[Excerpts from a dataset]
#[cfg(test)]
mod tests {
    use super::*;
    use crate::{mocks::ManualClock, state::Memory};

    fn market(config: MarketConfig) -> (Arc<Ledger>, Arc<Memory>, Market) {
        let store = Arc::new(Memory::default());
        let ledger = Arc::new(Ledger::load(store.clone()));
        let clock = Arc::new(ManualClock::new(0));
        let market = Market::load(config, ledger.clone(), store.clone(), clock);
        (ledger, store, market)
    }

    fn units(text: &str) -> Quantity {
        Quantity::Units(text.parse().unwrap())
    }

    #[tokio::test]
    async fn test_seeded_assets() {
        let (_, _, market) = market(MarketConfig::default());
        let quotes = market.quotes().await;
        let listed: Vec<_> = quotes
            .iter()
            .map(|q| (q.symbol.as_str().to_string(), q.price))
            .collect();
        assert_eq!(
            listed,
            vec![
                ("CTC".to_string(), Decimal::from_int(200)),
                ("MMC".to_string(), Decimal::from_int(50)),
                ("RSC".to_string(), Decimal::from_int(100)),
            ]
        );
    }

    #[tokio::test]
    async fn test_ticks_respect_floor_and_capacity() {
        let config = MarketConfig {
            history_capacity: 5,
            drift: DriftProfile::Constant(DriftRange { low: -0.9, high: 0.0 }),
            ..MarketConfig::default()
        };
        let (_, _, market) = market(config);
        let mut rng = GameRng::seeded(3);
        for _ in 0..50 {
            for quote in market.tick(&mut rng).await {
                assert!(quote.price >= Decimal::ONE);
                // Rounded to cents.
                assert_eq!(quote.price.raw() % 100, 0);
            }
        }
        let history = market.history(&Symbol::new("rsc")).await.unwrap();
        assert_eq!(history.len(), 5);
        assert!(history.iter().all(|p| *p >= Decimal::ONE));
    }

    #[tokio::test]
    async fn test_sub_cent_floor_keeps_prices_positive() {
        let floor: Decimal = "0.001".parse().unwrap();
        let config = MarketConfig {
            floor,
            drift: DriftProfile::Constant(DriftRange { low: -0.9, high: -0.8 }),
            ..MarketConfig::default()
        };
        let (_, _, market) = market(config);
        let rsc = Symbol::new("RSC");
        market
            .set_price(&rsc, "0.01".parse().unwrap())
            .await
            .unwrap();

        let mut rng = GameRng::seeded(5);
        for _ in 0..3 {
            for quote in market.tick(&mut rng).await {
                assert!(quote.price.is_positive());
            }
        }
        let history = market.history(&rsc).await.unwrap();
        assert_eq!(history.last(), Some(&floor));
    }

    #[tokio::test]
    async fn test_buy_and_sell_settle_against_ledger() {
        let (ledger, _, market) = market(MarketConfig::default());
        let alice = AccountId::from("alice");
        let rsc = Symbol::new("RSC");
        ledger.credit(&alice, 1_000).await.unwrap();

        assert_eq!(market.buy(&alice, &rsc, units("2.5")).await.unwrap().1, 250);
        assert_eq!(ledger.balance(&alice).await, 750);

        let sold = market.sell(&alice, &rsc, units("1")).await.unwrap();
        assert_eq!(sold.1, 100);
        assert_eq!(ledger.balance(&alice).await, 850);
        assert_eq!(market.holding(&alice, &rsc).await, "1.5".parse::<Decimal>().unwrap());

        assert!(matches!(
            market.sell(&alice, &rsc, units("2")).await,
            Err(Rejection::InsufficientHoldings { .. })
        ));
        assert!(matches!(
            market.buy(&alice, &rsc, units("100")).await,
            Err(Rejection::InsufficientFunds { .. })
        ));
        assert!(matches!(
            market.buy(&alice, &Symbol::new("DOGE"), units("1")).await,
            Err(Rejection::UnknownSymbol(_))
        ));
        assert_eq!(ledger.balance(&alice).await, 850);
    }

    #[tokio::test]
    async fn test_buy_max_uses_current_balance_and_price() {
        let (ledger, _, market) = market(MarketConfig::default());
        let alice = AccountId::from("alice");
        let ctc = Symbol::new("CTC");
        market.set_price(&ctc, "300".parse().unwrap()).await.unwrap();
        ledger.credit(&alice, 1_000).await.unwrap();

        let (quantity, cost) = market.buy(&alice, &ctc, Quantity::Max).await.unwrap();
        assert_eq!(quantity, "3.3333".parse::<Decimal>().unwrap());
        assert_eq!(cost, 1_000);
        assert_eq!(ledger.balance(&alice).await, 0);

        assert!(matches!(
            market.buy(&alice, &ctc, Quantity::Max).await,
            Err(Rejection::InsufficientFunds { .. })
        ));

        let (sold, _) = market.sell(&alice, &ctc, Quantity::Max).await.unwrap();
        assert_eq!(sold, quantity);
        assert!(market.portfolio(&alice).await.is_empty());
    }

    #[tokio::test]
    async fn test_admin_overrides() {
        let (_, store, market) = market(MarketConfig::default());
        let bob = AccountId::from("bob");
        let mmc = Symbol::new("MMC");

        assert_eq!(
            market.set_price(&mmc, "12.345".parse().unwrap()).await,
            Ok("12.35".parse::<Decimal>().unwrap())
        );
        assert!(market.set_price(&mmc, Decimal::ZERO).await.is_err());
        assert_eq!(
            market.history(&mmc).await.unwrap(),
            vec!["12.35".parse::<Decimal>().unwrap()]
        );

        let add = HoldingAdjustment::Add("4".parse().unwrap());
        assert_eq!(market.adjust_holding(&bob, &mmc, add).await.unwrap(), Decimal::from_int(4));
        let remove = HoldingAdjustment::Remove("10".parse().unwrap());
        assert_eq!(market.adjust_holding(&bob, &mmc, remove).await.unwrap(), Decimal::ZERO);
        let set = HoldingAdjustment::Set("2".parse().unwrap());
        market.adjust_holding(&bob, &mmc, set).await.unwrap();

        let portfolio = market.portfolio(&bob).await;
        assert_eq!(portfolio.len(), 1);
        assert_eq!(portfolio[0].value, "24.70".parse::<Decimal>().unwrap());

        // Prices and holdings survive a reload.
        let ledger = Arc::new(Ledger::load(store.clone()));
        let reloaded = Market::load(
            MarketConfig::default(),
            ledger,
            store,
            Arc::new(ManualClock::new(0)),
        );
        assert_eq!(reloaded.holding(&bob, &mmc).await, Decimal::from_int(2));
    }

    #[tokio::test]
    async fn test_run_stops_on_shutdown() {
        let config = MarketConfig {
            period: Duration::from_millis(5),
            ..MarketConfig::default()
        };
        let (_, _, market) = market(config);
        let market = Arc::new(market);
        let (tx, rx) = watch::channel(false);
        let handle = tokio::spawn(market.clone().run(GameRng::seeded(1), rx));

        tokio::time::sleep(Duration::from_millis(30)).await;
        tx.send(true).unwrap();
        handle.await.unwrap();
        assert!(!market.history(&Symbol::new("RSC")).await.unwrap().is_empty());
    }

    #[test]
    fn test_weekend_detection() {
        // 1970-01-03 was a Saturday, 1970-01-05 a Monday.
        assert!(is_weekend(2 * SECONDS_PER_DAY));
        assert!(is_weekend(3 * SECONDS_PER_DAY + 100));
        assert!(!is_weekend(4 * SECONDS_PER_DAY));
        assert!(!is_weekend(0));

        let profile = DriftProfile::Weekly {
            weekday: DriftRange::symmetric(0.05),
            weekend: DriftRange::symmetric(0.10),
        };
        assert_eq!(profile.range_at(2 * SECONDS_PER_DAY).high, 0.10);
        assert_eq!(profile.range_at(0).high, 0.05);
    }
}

Exercise requirements: Give each line of the records above again, unchanged.

Answer space:
#[cfg(test)]
mod tests {
    use super::*;
    use crate::{mocks::ManualClock, state::Memory};

    fn market(config: MarketConfig) -> (Arc<Ledger>, Arc<Memory>, Market) {
        let store = Arc::new(Memory::default());
        let ledger = Arc::new(Ledger::load(store.clone()));
        let clock = Arc::new(ManualClock::new(0));
        let market = Market::load(config, ledger.clone(), store.clone(), clock);
        (ledger, store, market)
    }

    fn units(text: &str) -> Quantity {
        Quantity::Units(text.parse().unwrap())
    }

    #[tokio::test]
    async fn test_seeded_assets() {
        let (_, _, market) = market(MarketConfig::default());
        let quotes = market.quotes().await;
        let listed: Vec<_> = quotes
            .iter()
            .map(|q| (q.symbol.as_str().to_string(), q.price))
            .collect();
        assert_eq!(
            listed,
            vec![
                ("CTC".to_string(), Decimal::from_int(200)),
                ("MMC".to_string(), Decimal::from_int(50)),
                ("RSC".to_string(), Decimal::from_int(100)),
            ]
        );
    }

    #[tokio::test]
    async fn test_ticks_respect_floor_and_capacity() {
        let config = MarketConfig {
            history_capacity: 5,
            drift: DriftProfile::Constant(DriftRange { low: -0.9, high: 0.0 }),
            ..MarketConfig::default()
        };
        let (_, _, market) = market(config);
        let mut rng = GameRng::seeded(3);
        for _ in 0..50 {
            for quote in market.tick(&mut rng).await {
                assert!(quote.price >= Decimal::ONE);
                // Rounded to cents.
                assert_eq!(quote.price.raw() % 100, 0);
            }
        }
        let history = market.history(&Symbol::new("rsc")).await.unwrap();
        assert_eq!(history.len(), 5);
        assert!(history.iter().all(|p| *p >= Decimal::ONE));
    }

    #[tokio::test]
    async fn test_sub_cent_floor_keeps_prices_positive() {
        let floor: Decimal = "0.001".parse().unwrap();
        let config = MarketConfig {
            floor,
            drift: DriftProfile::Constant(DriftRange { low: -0.9, high: -0.8 }),
            ..MarketConfig::default()
        };
        let (_, _, market) = market(config);
        let rsc = Symbol::new("RSC");
        market
            .set_price(&rsc, "0.01".parse().unwrap())
            .await
            .unwrap();

        let mut rng = GameRng::seeded(5);
        for _ in 0..3 {
            for quote in market.tick(&mut rng).await {
                assert!(quote.price.is_positive());
            }
        }
        let history = market.history(&rsc).await.unwrap();
        assert_eq!(history.last(), Some(&floor));
    }

    #[tokio::test]
    async fn test_buy_and_sell_settle_against_ledger() {
        let (ledger, _, market) = market(MarketConfig::default());
        let alice = AccountId::from("alice");
        let rsc = Symbol::new("RSC");
        ledger.credit(&alice, 1_000).await.unwrap();

        assert_eq!(market.buy(&alice, &rsc, units("2.5")).await.unwrap().1, 250);
        assert_eq!(ledger.balance(&alice).await, 750);

        let sold = market.sell(&alice, &rsc, units("1")).await.unwrap();
        assert_eq!(sold.1, 100);
        assert_eq!(ledger.balance(&alice).await, 850);
        assert_eq!(market.holding(&alice, &rsc).await, "1.5".parse::<Decimal>().unwrap());

        assert!(matches!(
            market.sell(&alice, &rsc, units("2")).await,
            Err(Rejection::InsufficientHoldings { .. })
        ));
        assert!(matches!(
            market.buy(&alice, &rsc, units("100")).await,
            Err(Rejection::InsufficientFunds { .. })
        ));
        assert!(matches!(
            market.buy(&alice, &Symbol::new("DOGE"), units("1")).await,
            Err(Rejection::UnknownSymbol(_))
        ));
        assert_eq!(ledger.balance(&alice).await, 850);
    }

    #[tokio::test]
    async fn test_buy_max_uses_current_balance_and_price() {
        let (ledger, _, market) = market(MarketConfig::default());
        let alice = AccountId::from("alice");
        let ctc = Symbol::new("CTC");
        market.set_price(&ctc, "300".parse().unwrap()).await.unwrap();
        ledger.credit(&alice, 1_000).await.unwrap();

        let (quantity, cost) = market.buy(&alice, &ctc, Quantity::Max).await.unwrap();
        assert_eq!(quantity, "3.3333".parse::<Decimal>().unwrap());
        assert_eq!(cost, 1_000);
        assert_eq!(ledger.balance(&alice).await, 0);

        assert!(matches!(
            market.buy(&alice, &ctc, Quantity::Max).await,
            Err(Rejection::InsufficientFunds { .. })
        ));

        let (sold, _) = market.sell(&alice, &ctc, Quantity::Max).await.unwrap();
        assert_eq!(sold, quantity);
        assert!(market.portfolio(&alice).await.is_empty());
    }

    #[tokio::test]
    async fn test_admin_overrides() {
        let (_, store, market) = market(MarketConfig::default());
        let bob = AccountId::from("bob");
        let mmc = Symbol::new("MMC");

        assert_eq!(
            market.set_price(&mmc, "12.345".parse().unwrap()).await,
            Ok("12.35".parse::<Decimal>().unwrap())
        );
        assert!(market.set_price(&mmc, Decimal::ZERO).await.is_err());
        assert_eq!(
            market.history(&mmc).await.unwrap(),
            vec!["12.35".parse::<Decimal>().unwrap()]
        );

        let add = HoldingAdjustment::Add("4".parse().unwrap());
        assert_eq!(market.adjust_holding(&bob, &mmc, add).await.unwrap(), Decimal::from_int(4));
        let remove = HoldingAdjustment::Remove("10".parse().unwrap());
        assert_eq!(market.adjust_holding(&bob, &mmc, remove).await.unwrap(), Decimal::ZERO);
        let set = HoldingAdjustment::Set("2".parse().unwrap());
        market.adjust_holding(&bob, &mmc, set).await.unwrap();

        let portfolio = market.portfolio(&bob).await;
        assert_eq!(portfolio.len(), 1);
        assert_eq!(portfolio[0].value, "24.70".parse::<Decimal>().unwrap());

        // Prices and holdings survive a reload.
        let ledger = Arc::new(Ledger::load(store.clone()));
        let reloaded = Market::load(
            MarketConfig::default(),
            ledger,
            store,
            Arc::new(ManualClock::new(0)),
        );
        assert_eq!(reloaded.holding(&bob, &mmc).await, Decimal::from_int(2));
    }

    #[tokio::test]
    async fn test_run_stops_on_shutdown() {
        let config = MarketConfig {
            period: Duration::from_millis(5),
            ..MarketConfig::default()
        };
        let (_, _, market) = market(config);
        let market = Arc::new(market);
        let (tx, rx) = watch::channel(false);
        let handle = tokio::spawn(market.clone().run(GameRng::seeded(1), rx));

        tokio::time::sleep(Duration::from_millis(30)).await;
        tx.send(true).unwrap();
        handle.await.unwrap();
        assert!(!market.history(&Symbol::new("RSC")).await.unwrap().is_empty());
    }

    #[test]
    fn test_weekend_detection() {
        // 1970-01-03 was a Saturday, 1970-01-05 a Monday.
        assert!(is_weekend(2 * SECONDS_PER_DAY));
        assert!(is_weekend(3 * SECONDS_PER_DAY + 100));
        assert!(!is_weekend(4 * SECONDS_PER_DAY));
        assert!(!is_weekend(0));

        let profile = DriftProfile::Weekly {
            weekday: DriftRange::symmetric(0.05),
            weekend: DriftRange::symmetric(0.10),
        };
        assert_eq!(profile.range_at(2 * SECONDS_PER_DAY).high, 0.10);
        assert_eq!(profile.range_at(0).high, 0.05);
    }
}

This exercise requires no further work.